Scientists have begun using satellites that can produce high-resolution imagery in an effort to monitor whale strandings from space, according to an investigation by the British Antarctic Survey and four Chilean research institutes.
They believe a new technique for analyzing satellite images could revolutionize how stranded whales are detected in remote places.
In 2015, more than 340 whales were involved in a mass stranding in a remote region of southern Chile. Evidence of the stranding wasn’t discovered for several weeks due to the inaccessible nature of the area on the Chilean coast — with aerial and boat surveys assessing the extent of the damage several months after it was discovered, according to the study published in Plos One journals.
Skeleton of a young Sei whale ( Balaenoptera borealis ) ( Kike Calvo via AP Images )
“The aerial survey was done on a huge scale and was very impressive, but it’s possible some of the carcasses got washed back out to sea in storms and simply weren’t counted. The 343 number was only ever a best estimate,” BAS whale expert Dr Jennifer Jackson told the BBC.
Because of the delay, many of the whales went missing and their decomposed bodies made it hard for scientists to determine how they died. One satellite image counted several fewer whales than the original aerial photo and substantially more in the second picture taken, possibly alluding to the fact many had washed away by the time the non-satellite aerial photos were taken.
They say the use of satellites could make the discovery effort in finding whale strandings more efficient and less costly. They also believe it will inform scientists of information they weren’t able to see before with planes and boats, according to the investigation.
Our @PLOSONE paper w @PeterTFretwell, @CarlosOlavarra4 & colleagues used high-res satellites to study the biggest baleen #whale mass stranding to date, of >340 sei whales in Chilean Patagonia. Archived images revealed the whales stranded weeks before the stranding was discovered. pic.twitter.com/2So8gB3Go8— Jennifer Jackson (@polarbiome) October 17, 2019
“This is an exciting development in monitoring whales from space,” Dr Peter Fretwell, the lead author at British Antartic Survey, told the BBC. “Now we have a higher resolution ‘window’ on our planet, satellite imagery may be a fast and cost-effective alternative to aerial surveys allowing us to assess the extent of mass whale stranding events, especially in remote and inaccessible areas.”
Researchers detected the whales using Very High Resolution (VHR) satellite images from Maxar Technologies, which they found could identify the shape, size, and color of the whales and even the possible cause of the beaching.
Researchers say that pictures from the WorldView-2 satellite could show features larger than 50cm (19.7 inches) from an altitude of 700km (435 miles). They say due to a whales shape being over 10m (33.8 feet) in length that it could provide a good outline for the animal’s overall shape. Improved satellite imagery technology with a 30cm (11.8 inches) resolution should make the job even easier, according to the study.
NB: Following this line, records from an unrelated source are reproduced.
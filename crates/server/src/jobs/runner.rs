//! Query-job runner.
//!
//! [`spawn_query_job`] registers a job and returns immediately; the work
//! runs on a background tokio task. The runner resets the run snapshot,
//! rolls the settings timestamps, validates tracker credentials once, then
//! drives the reconcilers in their fixed order. A per-source failure is
//! recorded in `service_errors` and the job still completes; only
//! cancellation and internal failures leave `completed` behind.

use std::sync::Arc;

use chrono::Local;
use spiegel_core::{QueryWindow, SourceKind, UpstreamError};
use spiegel_reconcile::{
    GithubReconciler, ProgressFn, QuestionBoardReconciler, SnapshotSink, SourceReport,
    INTERNAL_QUESTION_PACE, PUBLIC_QUESTION_PACE, REPO_PACE, REPO_THROTTLE_BACKOFF,
};
use tracing::{error, info, warn};

use crate::settings_store::Settings;
use crate::state::AppState;
use crate::upstreams;

use super::log::append_job_log;
use super::types::{JobStatus, QueryJob, ServiceResults};

/// Resolved job parameters, validated by the control plane.
#[derive(Debug, Clone)]
pub struct RunPlan {
    /// Enabled sources; the runner always processes them in
    /// [`SourceKind::ORDERED`] order.
    pub enabled: Vec<SourceKind>,
    pub days_back: u16,
    pub start_hour: u8,
    pub push_to_tracker: bool,
}

/// Register and launch a query job; returns the job handle immediately.
pub fn spawn_query_job(state: Arc<AppState>, plan: RunPlan) -> Arc<QueryJob> {
    let job = QueryJob::new();
    job.progress.write().unwrap().total = plan.enabled.len() as u32;
    state.jobs.insert(job.clone());
    info!(job_id = %job.id, sources = plan.enabled.len(), "query job started");
    state.telemetry.track_event(
        "query_job_started",
        serde_json::json!({ "jobId": job.id, "sources": plan.enabled.len() }),
    );

    let state2 = state.clone();
    let job2 = job.clone();
    tokio::spawn(async move {
        run_query_job(state2, job2, plan).await;
    });
    job
}

/// Supervise the job body so a panic becomes a terminal `error` status
/// instead of a silently poisoned job.
async fn run_query_job(state: Arc<AppState>, job: Arc<QueryJob>, plan: RunPlan) {
    let handle = tokio::spawn(execute_query_job(state.clone(), job.clone(), plan));
    if let Err(join_err) = handle.await {
        let message = if join_err.is_panic() {
            let payload = join_err.into_panic();
            payload
                .downcast_ref::<&str>()
                .map(|s| s.to_string())
                .or_else(|| payload.downcast_ref::<String>().cloned())
                .unwrap_or_else(|| "query job panicked".to_string())
        } else {
            join_err.to_string()
        };
        error!(job_id = %job.id, error = %message, "query job aborted");
        state.telemetry.track_exception(&message);
        *job.error.write().unwrap() = Some(message);
        job.finish(JobStatus::Error);
        append_job_log(&state.config.storage.data_dir, &job);
    }
}

fn finalize(state: &AppState, job: &QueryJob, terminal: JobStatus) {
    if job.finish(terminal) {
        info!(
            job_id = %job.id,
            status = ?terminal,
            elapsed_ms = job.elapsed_ms(),
            "query job finished"
        );
    }
    if let Err(e) = state.snapshot.finish(Local::now()) {
        warn!(job_id = %job.id, error = %e, "failed to stamp snapshot end time");
    }
    append_job_log(&state.config.storage.data_dir, job);
    state.telemetry.track_event(
        "query_job_finished",
        serde_json::json!({
            "jobId": job.id,
            "status": job.status(),
            "elapsedMs": job.elapsed_ms(),
            "serviceErrors": job.service_errors.read().unwrap().len(),
        }),
    );
}

async fn execute_query_job(state: Arc<AppState>, job: Arc<QueryJob>, plan: RunPlan) {
    let started_local = Local::now();

    if let Err(e) = state.snapshot.reset(started_local) {
        *job.error.write().unwrap() = Some(format!("snapshot reset failed: {e}"));
        job.finish(JobStatus::Error);
        return;
    }

    // One settings read per job; reconcilers get values, not the store.
    let (settings, previous_last_run) =
        match state.settings.roll_timestamps(started_local.with_timezone(&chrono::Utc)) {
            Ok(v) => v,
            Err(e) => {
                *job.error.write().unwrap() = Some(format!("settings read failed: {e}"));
                job.finish(JobStatus::Error);
                return;
            }
        };

    let window = QueryWindow::derive(started_local, plan.days_back, plan.start_hour);
    let enabled: Vec<SourceKind> = SourceKind::ORDERED
        .into_iter()
        .filter(|kind| plan.enabled.contains(kind))
        .collect();

    if enabled.is_empty() {
        *job.result.write().unwrap() = Some(ServiceResults::new());
        finalize(&state, &job, JobStatus::Completed);
        return;
    }

    // Credential pre-flight: one tracker probe before any source fetch.
    if !settings.use_test_data && plan.push_to_tracker {
        let gate = match upstreams::build_tracker(&state, &settings) {
            Ok(tracker) => tracker.validate(&job.cancel).await,
            Err(e) => Err(e),
        };
        if let Err(e) = gate {
            if e.is_cancelled() {
                finalize(&state, &job, JobStatus::Cancelled);
                return;
            }
            warn!(job_id = %job.id, error = %e, "credential validation failed; skipping all sources");
            job.push_service_error(e.service.label(), e.message);
            *job.result.write().unwrap() = Some(ServiceResults::new());
            finalize(&state, &job, JobStatus::Completed);
            return;
        }
    }

    let mut results = ServiceResults::new();
    for kind in enabled {
        job.progress.write().unwrap().current_service = kind.label().to_string();

        match run_source(&state, &job, &settings, &window, previous_last_run, &plan, kind).await {
            Ok(report) => {
                results.insert(kind.section_key(), report);
            }
            Err(e) if e.is_cancelled() => {
                *job.result.write().unwrap() = Some(results);
                finalize(&state, &job, JobStatus::Cancelled);
                return;
            }
            Err(e) => {
                warn!(
                    job_id = %job.id,
                    service = e.service.label(),
                    error = %e.message,
                    "source failed; continuing with next"
                );
                if let Err(sink_err) = state.snapshot.write_error(kind, &e.to_string()).await {
                    warn!(job_id = %job.id, error = %sink_err, "failed to record section error");
                }
                job.push_service_error(e.service.label(), e.message);
            }
        }

        job.progress.write().unwrap().current += 1;
    }

    *job.result.write().unwrap() = Some(results);
    finalize(&state, &job, JobStatus::Completed);
}

fn progress_fn(job: Arc<QueryJob>) -> ProgressFn {
    Arc::new(move |unit: &str| {
        job.progress.write().unwrap().current_service = unit.to_string();
    })
}

async fn run_source(
    state: &Arc<AppState>,
    job: &Arc<QueryJob>,
    settings: &Settings,
    window: &QueryWindow,
    previous_last_run: Option<chrono::DateTime<chrono::Utc>>,
    plan: &RunPlan,
    kind: SourceKind,
) -> Result<SourceReport, UpstreamError> {
    let tracker = upstreams::build_tracker(state, settings)?;
    let sink: Arc<dyn SnapshotSink> = state.snapshot.clone();
    let progress = progress_fn(job.clone());
    let cancel = job.cancel.clone();

    match kind {
        SourceKind::StackOverflow => {
            QuestionBoardReconciler {
                kind,
                client: upstreams::build_public_board(state),
                tracker,
                tags: settings.repositories.stack_overflow.clone(),
                from_unix: window.from_unix,
                push_to_tracker: plan.push_to_tracker,
                pace: PUBLIC_QUESTION_PACE,
                sink,
                progress,
                cancel,
            }
            .run()
            .await
        }
        SourceKind::InternalStackOverflow => {
            QuestionBoardReconciler {
                kind,
                client: upstreams::build_internal_board(state)?,
                tracker,
                tags: settings.repositories.internal_stack_overflow.clone(),
                from_unix: window.from_unix,
                push_to_tracker: plan.push_to_tracker,
                pace: INTERNAL_QUESTION_PACE,
                sink,
                progress,
                cancel,
            }
            .run()
            .await
        }
        SourceKind::Github => {
            GithubReconciler {
                client: upstreams::build_github(state, settings)?,
                tracker,
                org: settings.github.org.clone(),
                repositories: settings.repositories.github.clone(),
                created_after_iso: window.created_after_iso.clone(),
                // The label-event filter compares against the previous
                // run; first runs fall back to the window start.
                last_run: previous_last_run.unwrap_or(window.start_utc),
                push_to_tracker: plan.push_to_tracker,
                pace: REPO_PACE,
                throttle_backoff: REPO_THROTTLE_BACKOFF,
                sink,
                progress,
                cancel,
            }
            .run()
            .await
        }
    }
}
When analyzing pictures taken by WorldView-2, researchers manually look for white shapes and sort them by how confident they believe the specific image is a whale, the study added.
“It’s important that we harness human technological advancements to do a better job understanding and protecting the natural world,” Jennifer Jackson, molecular phylogeneticist at the British Antarctic Survey, told Earther.
Hopefully, this new technology allows for a faster and more efficient way of understanding how stranded whales may have died — before weather and natural forces can impact the area and distort their findings.